> _WORK ORDER_: Transcribe each entry so that it matches the original exactly.

> _RECORDS PROVIDED_:
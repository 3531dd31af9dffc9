//! Positional vectored device abstraction
//!
//! A device is the opaque primitive this crate invokes but never implements:
//! one positional scatter/gather call `(handle, offset, ordered buffers) ->
//! bytes transferred`. Implementations here wrap real files (with optional
//! unbuffered mode), an in-memory store for tests, and io_uring on Linux.

mod file;
mod memory;
mod traits;
#[cfg(all(target_os = "linux", feature = "io_uring"))]
mod uring;

pub use file::FileDevice;
pub use memory::MemDevice;
pub use traits::{SyncVectoredDevice, VectoredDevice};
#[cfg(all(target_os = "linux", feature = "io_uring"))]
pub use uring::UringDevice;
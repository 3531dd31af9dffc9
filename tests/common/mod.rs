//! Shared test helpers.
#![allow(dead_code)]

use std::io::{self, IoSlice, IoSliceMut};

use parking_lot::Mutex;

use oxidirect::device::SyncVectoredDevice;

/// Wraps a device and records the byte count returned by every read and
/// write call, so tests can assert on the exact call sequence the
/// completion loop issued.
pub struct RecordingDevice<T: SyncVectoredDevice> {
    inner: T,
    read_returns: Mutex<Vec<usize>>,
    write_returns: Mutex<Vec<usize>>,
}

impl<T: SyncVectoredDevice> RecordingDevice<T> {
    pub fn new(inner: T) -> Self {
        Self {
            inner,
            read_returns: Mutex::new(Vec::new()),
            write_returns: Mutex::new(Vec::new()),
        }
    }

    pub fn read_returns(&self) -> Vec<usize> {
        self.read_returns.lock().clone()
    }

    pub fn write_returns(&self) -> Vec<usize> {
        self.write_returns.lock().clone()
    }
}

impl<T: SyncVectoredDevice> SyncVectoredDevice for RecordingDevice<T> {
    fn readv_at(&self, offset: u64, bufs: &mut [IoSliceMut<'_>]) -> io::Result<usize> {
        let n = self.inner.readv_at(offset, bufs)?;
        self.read_returns.lock().push(n);
        Ok(n)
    }

    fn writev_at(&self, offset: u64, bufs: &[IoSlice<'_>]) -> io::Result<usize> {
        let n = self.inner.writev_at(offset, bufs)?;
        self.write_returns.lock().push(n);
        Ok(n)
    }

    fn flush(&self) -> io::Result<()> {
        self.inner.flush()
    }

    fn truncate(&self, size: u64) -> io::Result<()> {
        self.inner.truncate(size)
    }

    fn size(&self) -> io::Result<u64> {
        self.inner.size()
    }

    fn alignment(&self) -> usize {
        self.inner.alignment()
    }
}

/// Deterministic pseudo-random payload for content comparisons.
pub fn patterned(len: usize) -> Vec<u8> {
    (0..len)
        .map(|i| ((i as u64).wrapping_mul(0x9E37_79B9_7F4A_7C15) >> 32) as u8)
        .collect()
}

> _RESULT OF THIS TASK_:
repository 3531dd31af9dffc9
//! Positional vectored device abstraction
//!
//! A device is the opaque primitive this crate invokes but never implements:
//! one positional scatter/gather call `(handle, offset, ordered buffers) ->
//! bytes transferred`. Implementations here wrap real files (with optional
//! unbuffered mode), an in-memory store for tests, and io_uring on Linux.

mod file;
mod memory;
mod traits;
#[cfg(all(target_os = "linux", feature = "io_uring"))]
mod uring;

pub use file::FileDevice;
pub use memory::MemDevice;
pub use traits::{SyncVectoredDevice, VectoredDevice};
#[cfg(all(target_os = "linux", feature = "io_uring"))]
pub use uring::UringDevice;
repository 3531dd31af9dffc9
filename tests/common/mod.rs
//! Shared test helpers.
#![allow(dead_code)]

use std::io::{self, IoSlice, IoSliceMut};

use parking_lot::Mutex;

use oxidirect::device::SyncVectoredDevice;

/// Wraps a device and records the byte count returned by every read and
/// write call, so tests can assert on the exact call sequence the
/// completion loop issued.
pub struct RecordingDevice<T: SyncVectoredDevice> {
    inner: T,
    read_returns: Mutex<Vec<usize>>,
    write_returns: Mutex<Vec<usize>>,
}

impl<T: SyncVectoredDevice> RecordingDevice<T> {
    pub fn new(inner: T) -> Self {
        Self {
            inner,
            read_returns: Mutex::new(Vec::new()),
            write_returns: Mutex::new(Vec::new()),
        }
    }

    pub fn read_returns(&self) -> Vec<usize> {
        self.read_returns.lock().clone()
    }

    pub fn write_returns(&self) -> Vec<usize> {
        self.write_returns.lock().clone()
    }
}

impl<T: SyncVectoredDevice> SyncVectoredDevice for RecordingDevice<T> {
    fn readv_at(&self, offset: u64, bufs: &mut [IoSliceMut<'_>]) -> io::Result<usize> {
        let n = self.inner.readv_at(offset, bufs)?;
        self.read_returns.lock().push(n);
        Ok(n)
    }

    fn writev_at(&self, offset: u64, bufs: &[IoSlice<'_>]) -> io::Result<usize> {
        let n = self.inner.writev_at(offset, bufs)?;
        self.write_returns.lock().push(n);
        Ok(n)
    }

    fn flush(&self) -> io::Result<()> {
        self.inner.flush()
    }

    fn truncate(&self, size: u64) -> io::Result<()> {
        self.inner.truncate(size)
    }

    fn size(&self) -> io::Result<u64> {
        self.inner.size()
    }

    fn alignment(&self) -> usize {
        self.inner.alignment()
    }
}

/// Deterministic pseudo-random payload for content comparisons.
pub fn patterned(len: usize) -> Vec<u8> {
    (0..len)
        .map(|i| ((i as u64).wrapping_mul(0x9E37_79B9_7F4A_7C15) >> 32) as u8)
        .collect()
}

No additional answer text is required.